Records from a collection:
# # # # # # #

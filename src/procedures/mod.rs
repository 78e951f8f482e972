//! Beamline procedures.
//!
//! Each procedure sequences capability traits from [`crate::hardware`] and
//! reports progress on the [`EventBus`](crate::events::EventBus).
//!
//! # Architecture
//!
//! ```text
//! ┌─────────────────────────────────────────────────────────────────────────┐
//! │  CenteringOrchestrator   AcquisitionSequencer   EnergyCoordinator      │
//! ├─────────────────────────────────────────────────────────────────────────┤
//! │  Scanner   AcquisitionPlan   SafingSequence   BeamLease   TaskHandle    │
//! ├─────────────────────────────────────────────────────────────────────────┤
//! │  RetryPolicy (every hardware wait is bounded)                           │
//! ├─────────────────────────────────────────────────────────────────────────┤
//! │  Movable | Readable | ShutterControl | AreaDetector | ThresholdControl  │
//! └─────────────────────────────────────────────────────────────────────────┘
//! ```
//!
//! Orchestrators own background tasks and are the only components that hold
//! state across calls. Pre-flight validation always happens before the first
//! device command.

pub mod acquisition;
pub mod centering;
pub mod energy;
pub mod lease;
pub mod plan;
pub mod retry;
pub mod safety;
pub mod scanner;
pub mod state;
pub mod task;

use std::sync::{Mutex, MutexGuard, PoisonError};

/// Lock a std mutex, recovering the data if a holder panicked.
pub(crate) fn lock<T>(mutex: &Mutex<T>) -> MutexGuard<'_, T> {
    mutex.lock().unwrap_or_else(PoisonError::into_inner)
}
//! Energy and detector threshold coordination.
//!
//! Changing energy moves the monochromator Bragg angle and, when the new
//! energy is far enough from the current detector threshold, requests a
//! threshold change. The two settle on unrelated time scales: the angle axis
//! reports its own busy flag, the threshold has a fixed latency of tens of
//! seconds with no completion feedback.
//!
//! Only one threshold change may be outstanding. A `set_energy` arriving while
//! one is in flight waits for it (up to the configured wait timeout) before
//! issuing anything.
//!
//! # Units
//!
//! Energies are in keV, wavelengths in Å, Bragg angles in degrees.
//! `d_spacing` is the 2d lattice spacing of the monochromator crystal, so
//! `theta = asin(hc / (d_spacing * E))`.

use crate::config::EnergyConfig;
use crate::error::{AppResult, DaqError, DeviceResultExt};
use crate::events::{BeamlineEvent, EventBus};
use crate::hardware::capabilities::{Movable, ThresholdControl};
use crate::procedures::lock;
use crate::procedures::retry::RetryPolicy;
use crate::procedures::task::TaskHandle;
use std::sync::{Arc, Mutex};
use tokio::sync::Mutex as AsyncMutex;
use tokio::time::{sleep, Duration, Instant};
use uuid::Uuid;

/// Planck constant times speed of light, keV·Å.
pub const HC_KEV_ANGSTROM: f64 = 12.3984;

const THRESHOLD_DEVICE: &str = "threshold";

/// Photon energy (keV) to wavelength (Å).
pub fn energy_to_wavelength(kev: f64) -> AppResult<f64> {
    if !kev.is_finite() || kev <= 0.0 {
        return Err(DaqError::InvalidTarget(format!(
            "energy must be positive, got {kev} keV"
        )));
    }
    Ok(HC_KEV_ANGSTROM / kev)
}

/// Wavelength (Å) to photon energy (keV).
pub fn wavelength_to_energy(angstrom: f64) -> AppResult<f64> {
    if !angstrom.is_finite() || angstrom <= 0.0 {
        return Err(DaqError::InvalidTarget(format!(
            "wavelength must be positive, got {angstrom} Å"
        )));
    }
    Ok(HC_KEV_ANGSTROM / angstrom)
}

/// Bragg angle (degrees) selecting `kev` on a crystal of spacing `d_spacing`.
///
/// An energy below the crystal cutoff has no Bragg angle and is rejected as
/// `InvalidTarget` rather than wrapped.
pub fn energy_to_theta(kev: f64, d_spacing: f64) -> AppResult<f64> {
    let ratio = HC_KEV_ANGSTROM / (d_spacing * kev);
    if !ratio.is_finite() || !(-1.0..=1.0).contains(&ratio) {
        return Err(DaqError::InvalidTarget(format!(
            "no Bragg angle for {kev} keV with d = {d_spacing} Å (sin θ = {ratio})"
        )));
    }
    Ok(ratio.asin().to_degrees())
}

/// Energy (keV) selected by Bragg angle `theta` (degrees).
pub fn theta_to_energy(theta: f64, d_spacing: f64) -> AppResult<f64> {
    let sin = theta.to_radians().sin();
    if !sin.is_finite() || sin <= 0.0 || d_spacing <= 0.0 {
        return Err(DaqError::InvalidTarget(format!(
            "no energy for θ = {theta}° with d = {d_spacing} Å"
        )));
    }
    Ok(HC_KEV_ANGSTROM / (d_spacing * sin))
}

/// A detector threshold change in flight.
#[derive(Debug, Clone, PartialEq)]
pub struct ThresholdChangeRequest {
    /// Identifies the request when it is marked settled
    pub id: Uuid,
    /// Energy that caused the change
    pub target_energy: f64,
    /// Threshold requested
    pub threshold: f64,
    /// When the request was sent
    pub issued_at: Instant,
    /// Latency before the detector may be used
    pub expected_settle: Duration,
}

impl ThresholdChangeRequest {
    /// Settle time still to go, zero once elapsed.
    pub fn remaining(&self) -> Duration {
        self.expected_settle.saturating_sub(self.issued_at.elapsed())
    }

    /// Whether the settle latency has elapsed.
    pub fn is_settled(&self) -> bool {
        self.remaining().is_zero()
    }
}

struct EnergyInner {
    config: EnergyConfig,
    d_spacing: f64,
    angle: Arc<dyn Movable>,
    threshold: Arc<dyn ThresholdControl>,
    events: EventBus,
    outstanding: Mutex<Option<ThresholdChangeRequest>>,
}

/// Moves the monochromator and keeps the detector threshold in step.
pub struct EnergyCoordinator {
    inner: Arc<EnergyInner>,
    request_lock: AsyncMutex<()>,
    marker: Mutex<Option<TaskHandle<()>>>,
}

impl EnergyCoordinator {
    /// Requires `energy.d_spacing` to be configured.
    pub fn new(
        config: &EnergyConfig,
        angle: Arc<dyn Movable>,
        threshold: Arc<dyn ThresholdControl>,
        events: EventBus,
    ) -> AppResult<Self> {
        let d_spacing = config.d_spacing.ok_or_else(|| {
            DaqError::Configuration("energy.d_spacing is required for energy changes".into())
        })?;
        if !d_spacing.is_finite() || d_spacing <= 0.0 {
            return Err(DaqError::Configuration(format!(
                "energy.d_spacing must be positive, got {d_spacing}"
            )));
        }
        Ok(Self {
            inner: Arc::new(EnergyInner {
                config: config.clone(),
                d_spacing,
                angle,
                threshold,
                events,
                outstanding: Mutex::new(None),
            }),
            request_lock: AsyncMutex::new(()),
            marker: Mutex::new(None),
        })
    }

    /// Move to `kev`, requesting a threshold change if needed.
    ///
    /// Returns `InvalidTarget` before any command if the energy has no Bragg
    /// angle or the angle is outside the axis limits. With `wait` the call
    /// returns once the angle axis is idle and the threshold has settled;
    /// otherwise a background marker records when the threshold settles.
    pub async fn set_energy(&self, kev: f64, wait: bool) -> AppResult<()> {
        let inner = &self.inner;
        let axis_name = inner.angle.name();
        let theta = energy_to_theta(kev, inner.d_spacing)?;
        let wavelength = energy_to_wavelength(kev)?;
        let (min, max) = inner.angle.limits().await.device(axis_name)?;
        if !(min..=max).contains(&theta) {
            return Err(DaqError::InvalidTarget(format!(
                "{kev} keV needs θ = {theta:.4}° outside {axis_name} limits [{min}, {max}]"
            )));
        }

        let _serial = self.request_lock.lock().await;
        self.await_outstanding().await;

        tracing::info!(energy_kev = kev, theta, wavelength, "Changing energy");
        inner.angle.move_abs(theta).await.device(axis_name)?;

        let target = kev * inner.config.threshold_fraction;
        let current = inner.threshold.threshold().await.device(THRESHOLD_DEVICE)?;
        let request = if (target - current).abs() > inner.config.threshold_tolerance_kev {
            inner
                .threshold
                .set_threshold(target)
                .await
                .device(THRESHOLD_DEVICE)?;
            let request = ThresholdChangeRequest {
                id: Uuid::new_v4(),
                target_energy: kev,
                threshold: target,
                issued_at: Instant::now(),
                expected_settle: inner.config.threshold_settle(),
            };
            tracing::info!(
                threshold_kev = target,
                previous_kev = current,
                settle_s = inner.config.threshold_settle_s,
                "Detector threshold change requested"
            );
            *lock(&inner.outstanding) = Some(request.clone());
            inner.events.emit(BeamlineEvent::ThresholdChangeRequested {
                threshold_kev: target,
                settle_s: inner.config.threshold_settle_s,
            });
            Some(request)
        } else {
            tracing::debug!(threshold_kev = current, "Threshold within tolerance, unchanged");
            None
        };

        inner.events.emit(BeamlineEvent::EnergyChanged {
            energy_kev: kev,
            wavelength,
        });

        if wait {
            inner.settle_policy().wait_idle(inner.angle.as_ref()).await?;
            if let Some(request) = request {
                sleep(request.remaining()).await;
                inner.mark_settled(request.id);
            }
        } else if let Some(request) = request {
            let marker_inner = inner.clone();
            let handle = TaskHandle::spawn("threshold settle marker", move |_| async move {
                sleep(request.remaining()).await;
                marker_inner.mark_settled(request.id);
            });
            // A replaced marker only ever settles its own request.
            *lock(&self.marker) = Some(handle);
        }
        Ok(())
    }

    /// Move to the energy of wavelength `angstrom`.
    pub async fn set_wavelength(&self, angstrom: f64, wait: bool) -> AppResult<()> {
        self.set_energy(wavelength_to_energy(angstrom)?, wait).await
    }

    /// Whether a threshold change is still settling.
    pub fn is_setting_threshold(&self) -> bool {
        lock(&self.inner.outstanding)
            .as_ref()
            .is_some_and(|request| !request.is_settled())
    }

    /// The in-flight threshold change, if any.
    pub fn outstanding_request(&self) -> Option<ThresholdChangeRequest> {
        lock(&self.inner.outstanding).clone()
    }

    /// Angle axis idle and no threshold change settling.
    pub async fn energy_ready(&self) -> AppResult<bool> {
        if self.is_setting_threshold() {
            return Ok(false);
        }
        let moving = self
            .inner
            .angle
            .is_moving()
            .await
            .device(self.inner.angle.name())?;
        Ok(!moving)
    }

    /// Block (bounded) until [`energy_ready`](Self::energy_ready).
    pub async fn wait_settled(&self) -> AppResult<()> {
        self.inner
            .settle_policy()
            .poll_until("energy and threshold to settle", move |_| self.energy_ready())
            .await?;
        let settled = lock(&self.inner.outstanding).as_ref().map(|r| r.id);
        if let Some(id) = settled {
            self.inner.mark_settled(id);
        }
        Ok(())
    }

    /// Energy selected by the current Bragg angle.
    pub async fn current_energy(&self) -> AppResult<f64> {
        let theta = self
            .inner
            .angle
            .position()
            .await
            .device(self.inner.angle.name())?;
        theta_to_energy(theta, self.inner.d_spacing)
    }

    /// Wavelength selected by the current Bragg angle.
    pub async fn current_wavelength(&self) -> AppResult<f64> {
        energy_to_wavelength(self.current_energy().await?)
    }

    /// Reachable energy range `(min, max)` from the angle axis soft limits.
    pub async fn energy_limits(&self) -> AppResult<(f64, f64)> {
        let name = self.inner.angle.name();
        let (low, high) = self.inner.angle.limits().await.device(name)?;
        if low <= 0.0 || high > 90.0 || low >= high {
            return Err(DaqError::Configuration(format!(
                "{name} limits [{low}, {high}] are not a usable Bragg range"
            )));
        }
        let max = theta_to_energy(low, self.inner.d_spacing)?;
        let min = theta_to_energy(high, self.inner.d_spacing)?;
        Ok((min, max))
    }

    async fn await_outstanding(&self) {
        let pending = lock(&self.inner.outstanding).clone();
        let Some(request) = pending else {
            return;
        };
        let remaining = request.remaining();
        if !remaining.is_zero() {
            let cap = self.inner.config.threshold_wait_timeout();
            tracing::info!(
                remaining_s = remaining.as_secs_f64(),
                "Waiting for previous threshold change to settle"
            );
            sleep(remaining.min(cap)).await;
            if remaining > cap {
                tracing::warn!(
                    threshold_kev = request.threshold,
                    "Previous threshold change did not settle within the wait timeout, continuing"
                );
            }
        }
        self.inner.mark_settled(request.id);
    }
}

impl EnergyInner {
    fn settle_policy(&self) -> RetryPolicy {
        RetryPolicy::from_millis(self.config.settle_attempts, self.config.poll_interval_ms)
    }

    /// Clear the outstanding request if it is still `id`.
    fn mark_settled(&self, id: Uuid) {
        let mut outstanding = lock(&self.outstanding);
        if outstanding.as_ref().is_some_and(|r| r.id == id) {
            if let Some(request) = outstanding.take() {
                tracing::info!(threshold_kev = request.threshold, "Detector threshold settled");
                self.events.emit(BeamlineEvent::ThresholdSettled {
                    threshold_kev: request.threshold,
                });
            }
        }
    }
}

# # # # # # #

WORK INSTRUCTION:
Only the lines from the one with "if remaining >" through the final line above should be repeated, each exactly as written.

RESPONSE TO THIS TASK:
            if remaining > cap {
                tracing::warn!(
                    threshold_kev = request.threshold,
                    "Previous threshold change did not settle within the wait timeout, continuing"
                );
            }
        }
        self.inner.mark_settled(request.id);
    }
}

impl EnergyInner {
    fn settle_policy(&self) -> RetryPolicy {
        RetryPolicy::from_millis(self.config.settle_attempts, self.config.poll_interval_ms)
    }

    /// Clear the outstanding request if it is still `id`.
    fn mark_settled(&self, id: Uuid) {
        let mut outstanding = lock(&self.outstanding);
        if outstanding.as_ref().is_some_and(|r| r.id == id) {
            if let Some(request) = outstanding.take() {
                tracing::info!(threshold_kev = request.threshold, "Detector threshold settled");
                self.events.emit(BeamlineEvent::ThresholdSettled {
                    threshold_kev: request.threshold,
                });
            }
        }
    }
}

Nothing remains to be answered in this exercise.